A statement by the Special Adviser to the President on Media and Publicity, Mr Femi Adesina, in Abuja on Sunday, says, the Group Managing Director of the Nigerian National Petroleum Corporation (NNPC), Mr Mele Kyari, was appointed Chief Executive Officer.

The statement said that the president acted in accordance with the Petroleum Industry Act 2021.

The statement read, “President Muhammadu Buhari, in his capacity as Minister of Petroleum Resources, has directed the incorporation of the Nigerian National Petroleum Company Limited.

“This is in consonance with Section 53(1) of the Petroleum Industry Act 2021, which requires the Minister of Petroleum Resources to cause for the incorporation of the NNPC Limited within six months of commencement of the Act in consultation with the Minister of Finance on the nominal shares of the Company.

“The Group Managing Director of the NNPC, Mr Mele Kolo Kyari, has, therefore, been directed to take necessary steps to ensure that the incorporation of the NNPC Limited is consistent with the provisions of the PIA 2021.

“Also, by the power vested in him under Section 59(2) of the PIA 2021, President Buhari has approved the appointment of the Board and Management of the NNPC Limited, with effect from the date of incorporation of the Company.
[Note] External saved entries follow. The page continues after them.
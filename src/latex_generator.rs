use log::{debug, info};

use crate::balance::format_balance;
use crate::latex_string::LatexString;
use crate::report::{ExportError, ExportOptions, ReportRequest};
use crate::tex_render::TexRender;
use crate::utils::Resources;

const TEMPLATE: &str = "report.tex";

pub struct LatexGenerator<'a> {
    request: &'a ReportRequest,
}

impl<'a> LatexGenerator<'a> {
    pub fn new(request: &'a ReportRequest) -> Self {
        Self { request }
    }

    fn rows(&self) -> String {
        let mut result = String::new();

        for day in self.request.work_month().days() {
            result.push_str(&format!(
                "{} & {} & {} & {} & {} \\\\\n\\hline\n",
                day.date(),
                LatexString::escape(day.week_day().name()),
                day.assigned_hours(),
                day.contracted_load(),
                format_balance(day.delta()),
            ));
        }

        result
    }

    /// Returns the latex source of the report.
    pub fn source(&self, font: &str) -> Result<String, ExportError> {
        let template =
            Resources::get(TEMPLATE).ok_or(ExportError::MissingTemplate(TEMPLATE))?;
        let template = String::from_utf8_lossy(template.data.as_ref());

        let key = self.request.work_month().key();

        Ok(template
            .replace("<<font>>", &LatexString::escape(font))
            .replace("<<month>>", &LatexString::escape(key.month().name()))
            .replace("<<year>>", &format!("{:04}", key.year().as_usize()))
            .replace(
                "<<teacher>>",
                &LatexString::escape(self.request.teacher_name()),
            )
            .replace("<<balance>>", &format_balance(self.request.balance()))
            .replace("<<rows>>", &self.rows()))
    }

    /// Compiles the report to a pdf.
    pub fn generate(self, options: &ExportOptions) -> Result<Vec<u8>, ExportError> {
        info!("Generating latex file");
        let source = self.source(options.font())?;
        debug!("latex source has {} bytes", source.len());

        let mut renderer = TexRender::from_bytes(source.into_bytes())?;

        if let Some(path) = options.latex_mk_path() {
            renderer.latex_mk_path(path);
        }

        if let Some(dir) = options.preserve_dir() {
            renderer.preserve_dir(dir);
        }

        info!("Compiling latex file to pdf");
        let pdf = renderer.render()?;
        info!("Done");

        Ok(pdf)
    }
}
mod about;
mod global;
mod month;

pub use about::*;
pub use global::*;
pub use month::*;
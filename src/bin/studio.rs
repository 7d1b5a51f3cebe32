//! Studio front-end for the gateway: submits a design request, then
//! extracts and downloads whatever image references come back.

use base64::{engine::general_purpose::STANDARD as BASE64, Engine as _};
use clap::{Parser, Subcommand};
use elegance_studio::logger;
use elegance_studio::presenter::{export_references, extract_image_references, queued_job};
use serde_json::{json, Value};
use std::path::{Path, PathBuf};
use std::process::ExitCode;

#[derive(Parser)]
#[command(name = "studio", about = "Elegance Studio design tools", version)]
struct Cli {
    /// Base URL of the gateway.
    #[arg(long, default_value = "http://localhost:8000")]
    gateway_url: String,

    /// Directory the generated designs are saved into.
    #[arg(long, default_value = "designs")]
    out_dir: PathBuf,

    #[command(subcommand)]
    command: Command,
}

#[derive(Subcommand)]
enum Command {
    /// Generate design variations from a text description.
    Generate {
        #[arg(long)]
        prompt: String,
        /// Number of variations to request.
        #[arg(long, default_value_t = 2)]
        count: u32,
    },
    /// Replace the background of an uploaded product image.
    Background {
        /// Product image to upload.
        #[arg(long)]
        image: PathBuf,
        /// Description of the new background.
        #[arg(long)]
        prompt: String,
    },
    /// Render a model wearing the uploaded jewelry piece.
    Pose {
        /// Jewelry image to upload.
        #[arg(long)]
        image: PathBuf,
        /// Description of the model.
        #[arg(long)]
        prompt: String,
    },
}

#[tokio::main]
async fn main() -> ExitCode {
    let _ = dotenv::dotenv();
    if logger::init_with_config(logger::LoggerConfig::new().with_prefix("studio")).is_err() {
        eprintln!("Failed to initialize logger");
    }

    let cli = Cli::parse();

    let (route, body) = match &cli.command {
        Command::Generate { prompt, count } => (
            "/generate-image",
            json!({ "prompt": prompt, "number_of_images": count }),
        ),
        Command::Background { image, prompt } => {
            let input_image = match read_image_as_data_uri(image) {
                Ok(uri) => uri,
                Err(e) => {
                    log::error!("Could not read {}: {}", image.display(), e);
                    return ExitCode::FAILURE;
                }
            };
            (
                "/change-background",
                json!({ "prompt": prompt, "input_image": input_image }),
            )
        }
        Command::Pose { image, prompt } => {
            let input_image = match read_image_as_data_uri(image) {
                Ok(uri) => uri,
                Err(e) => {
                    log::error!("Could not read {}: {}", image.display(), e);
                    return ExitCode::FAILURE;
                }
            };
            (
                "/generate-pose",
                json!({ "prompt": prompt, "input_image": input_image }),
            )
        }
    };

    match submit(&cli.gateway_url, route, &body).await {
        Ok(data) => present(data, &cli.out_dir).await,
        Err(e) => {
            log::error!("Error connecting to gateway: {}", e);
            ExitCode::FAILURE
        }
    }
}

async fn submit(gateway_url: &str, route: &str, body: &Value) -> Result<Value, String> {
    let url = format!("{}{}", gateway_url.trim_end_matches('/'), route);
    log::info!("Submitting request to {}", url);

    let client = reqwest::Client::new();
    let response = client
        .post(&url)
        .json(body)
        .send()
        .await
        .map_err(|e| e.to_string())?;

    let status = response.status();
    let text = response.text().await.map_err(|e| e.to_string())?;

    if !status.is_success() {
        // Show the raw error body inline and keep going.
        log::error!("Gateway returned {}:", status);
        println!("{}", pretty(&text));
        return Err(format!("gateway error {}", status));
    }

    serde_json::from_str(&text).map_err(|e| format!("invalid JSON from gateway: {}", e))
}

async fn present(data: Value, out_dir: &Path) -> ExitCode {
    if let Some(job_id) = queued_job(&data) {
        log::info!("Design generation is queued. Job ID: {}", job_id);
        println!("{}", pretty(&data.to_string()));
        return ExitCode::SUCCESS;
    }

    let references = extract_image_references(&data);
    if references.is_empty() {
        log::warn!("Couldn't automatically extract image URLs from the response:");
        println!("{}", pretty(&data.to_string()));
        return ExitCode::SUCCESS;
    }

    log::info!("Extracted {} image reference(s)", references.len());
    match export_references(&references, out_dir).await {
        Ok(outcome) => {
            for path in &outcome.saved {
                println!("Saved {}", path.display());
            }
            for (reference, reason) in &outcome.failed {
                log::error!("Failed to fetch {}: {}", reference, reason);
            }
            if outcome.saved.is_empty() {
                ExitCode::FAILURE
            } else {
                ExitCode::SUCCESS
            }
        }
        Err(e) => {
            log::error!("Export failed: {}", e);
            ExitCode::FAILURE
        }
    }
}

fn read_image_as_data_uri(path: &Path) -> std::io::Result<String> {
    let bytes = std::fs::read(path)?;
    let subtype = match path
        .extension()
        .and_then(|ext| ext.to_str())
        .map(|ext| ext.to_ascii_lowercase())
        .as_deref()
    {
        Some("jpg") | Some("jpeg") => "jpeg",
        _ => "png",
    };
    Ok(format!(
        "data:image/{};base64,{}",
        subtype,
        BASE64.encode(bytes)
    ))
}

fn pretty(raw: &str) -> String {
    serde_json::from_str::<Value>(raw)
        .and_then(|v| serde_json::to_string_pretty(&v))
        .unwrap_or_else(|_| raw.to_string())
}
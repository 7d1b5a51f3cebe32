use std::time::Duration;

/// Bounded retry for the image-generation route: `max_retries`
/// re-attempts after the initial one, exponential backoff on rate
/// limiting, immediate re-attempt on timeouts and transport faults.
#[derive(Debug, Clone)]
pub struct RetryPolicy {
    pub max_retries: u32,
    pub initial_interval: Duration,
}

impl RetryPolicy {
    pub fn new(max_retries: u32) -> Self {
        Self {
            max_retries,
            initial_interval: Duration::from_secs(1),
        }
    }

    /// Backoff before re-attempting after a rate limit on `attempt`
    /// (0-based): `initial * 2^attempt`.
    pub fn backoff_for(&self, attempt: u32) -> Duration {
        let multiplier = 2u32.saturating_pow(attempt);
        self.initial_interval.saturating_mul(multiplier)
    }

    /// Total attempts allowed, including the initial one.
    pub fn total_attempts(&self) -> u32 {
        self.max_retries + 1
    }
}

#[cfg(test)]
mod tests {
    use super::*;

    #[test]
    fn backoff_doubles_per_attempt() {
        let policy = RetryPolicy::new(2);
        assert_eq!(policy.backoff_for(0), Duration::from_secs(1));
        assert_eq!(policy.backoff_for(1), Duration::from_secs(2));
        assert_eq!(policy.backoff_for(2), Duration::from_secs(4));
    }

    #[test]
    fn total_attempts_includes_first() {
        assert_eq!(RetryPolicy::new(2).total_attempts(), 3);
        assert_eq!(RetryPolicy::new(0).total_attempts(), 1);
    }

    #[test]
    fn backoff_saturates_instead_of_overflowing() {
        let policy = RetryPolicy::new(64);
        assert!(policy.backoff_for(40) > Duration::from_secs(3600));
    }
}
use serde::{Deserialize, Serialize};
use serde_json::{json, Value};

/// `POST /generate-image` body.
#[derive(Debug, Clone, Serialize, Deserialize)]
pub struct ImageGeneration {
    pub prompt: String,
    pub number_of_images: u32,
}

/// `POST /change-background` body. `input_image` is an opaque
/// reference, typically an embedded data URI.
#[derive(Debug, Clone, Serialize, Deserialize)]
pub struct BackgroundChange {
    pub prompt: String,
    pub input_image: String,
}

/// `POST /generate-pose` body.
#[derive(Debug, Clone, Serialize, Deserialize)]
pub struct PoseGeneration {
    pub prompt: String,
    pub input_image: String,
}

/// One of the three request shapes the gateway forwards upstream.
#[derive(Debug, Clone)]
pub enum GenerationRequest {
    Image(ImageGeneration),
    Background(BackgroundChange),
    Pose(PoseGeneration),
}

impl GenerationRequest {
    /// Discriminator the provider dispatches on.
    pub fn generation_type(&self) -> &'static str {
        match self {
            GenerationRequest::Image(_) => "GenerateImage",
            GenerationRequest::Background(_) => "BackgroundChanger",
            GenerationRequest::Pose(_) => "PoseGenerator",
        }
    }

    /// Provider payload: `{input: {generation_type, ...fields}}`, field
    /// names and values unchanged.
    pub fn provider_payload(&self) -> Value {
        let input = match self {
            GenerationRequest::Image(req) => json!({
                "generation_type": self.generation_type(),
                "number_of_images": req.number_of_images,
                "prompt": req.prompt,
            }),
            GenerationRequest::Background(req) => json!({
                "generation_type": self.generation_type(),
                "input_image": req.input_image,
                "prompt": req.prompt,
            }),
            GenerationRequest::Pose(req) => json!({
                "generation_type": self.generation_type(),
                "input_image": req.input_image,
                "prompt": req.prompt,
            }),
        };

        json!({ "input": input })
    }
}

impl From<ImageGeneration> for GenerationRequest {
    fn from(req: ImageGeneration) -> Self {
        GenerationRequest::Image(req)
    }
}

impl From<BackgroundChange> for GenerationRequest {
    fn from(req: BackgroundChange) -> Self {
        GenerationRequest::Background(req)
    }
}

impl From<PoseGeneration> for GenerationRequest {
    fn from(req: PoseGeneration) -> Self {
        GenerationRequest::Pose(req)
    }
}
use std::env;
use std::time::Duration;

/// Connection settings for the hosted image-generation provider.
///
/// The endpoint and credential are required when building a
/// [`crate::provider::ProviderClient`]; everything else defaults to the
/// provider's documented limits.
#[derive(Debug, Clone)]
pub struct ProviderConfig {
    pub endpoint_url: Option<String>,
    pub credential: Option<String>,
    pub connect_timeout: Duration,
    pub total_timeout: Duration,
    pub max_retries: u32,
}

#[derive(Debug, Clone)]
pub struct Config {
    pub port: Option<u16>,
    pub provider: ProviderConfig,
}

impl Default for ProviderConfig {
    fn default() -> Self {
        ProviderConfig {
            endpoint_url: None,
            credential: None,
            connect_timeout: Duration::from_secs(10),
            total_timeout: Duration::from_secs(30),
            max_retries: 2,
        }
    }
}

impl ProviderConfig {
    pub fn new() -> Self {
        Self::default()
    }

    pub fn from_env() -> Self {
        let endpoint_url = env::var("PROVIDER_ENDPOINT_URL").ok();
        let credential = env::var("PROVIDER_API_KEY").ok();

        let mut config = ProviderConfig {
            endpoint_url,
            credential,
            ..Default::default()
        };

        if let Some(secs) = env::var("PROVIDER_CONNECT_TIMEOUT_SECS")
            .ok()
            .and_then(|s| s.parse().ok())
        {
            config.connect_timeout = Duration::from_secs(secs);
        }
        if let Some(secs) = env::var("PROVIDER_TOTAL_TIMEOUT_SECS")
            .ok()
            .and_then(|s| s.parse().ok())
        {
            config.total_timeout = Duration::from_secs(secs);
        }
        if let Some(retries) = env::var("PROVIDER_MAX_RETRIES")
            .ok()
            .and_then(|s| s.parse().ok())
        {
            config.max_retries = retries;
        }

        config
    }

    pub fn with_endpoint(mut self, endpoint_url: impl Into<String>) -> Self {
        self.endpoint_url = Some(endpoint_url.into());
        self
    }

    pub fn with_credential(mut self, credential: impl Into<String>) -> Self {
        self.credential = Some(credential.into());
        self
    }

    pub fn with_timeouts(mut self, connect: Duration, total: Duration) -> Self {
        self.connect_timeout = connect;
        self.total_timeout = total;
        self
    }

    pub fn with_max_retries(mut self, max_retries: u32) -> Self {
        self.max_retries = max_retries;
        self
    }
}

impl Default for Config {
    fn default() -> Self {
        Config {
            port: None,
            provider: ProviderConfig::default(),
        }
    }
}

impl Config {
    pub fn new() -> Self {
        Self::default()
    }

    pub fn from_env() -> Self {
        let port = env::var("PORT").ok().and_then(|port| port.parse().ok());

        Config {
            port,
            provider: ProviderConfig::from_env(),
        }
    }

    pub fn with_port(mut self, port: u16) -> Self {
        self.port = Some(port);
        self
    }

    pub fn with_provider(mut self, provider: ProviderConfig) -> Self {
        self.provider = provider;
        self
    }
}
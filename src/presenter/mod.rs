pub mod download;
pub mod extract;

pub use download::{export_references, fetch_reference_bytes, ExportOutcome, PresenterError};
pub use extract::{extract_image_references, queued_job, ImageReference};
“Chairman of the Board is Senator Ifeanyi Ararume, while Mele Kolo Kyari and Umar I. Ajiya are Chief Executive Officer, and Chief Financial Officer, respectively.

“Other Board Members are; Dr Tajudeen Umar (North East), Mrs Lami O. Ahmed (North Central), Mallam Mohammed Lawal (North West), Senator Margaret Chuba Okadigbo (South East), Barrister Constance Harry Marshal (South South), and Chief Pius Akinyelure (South West).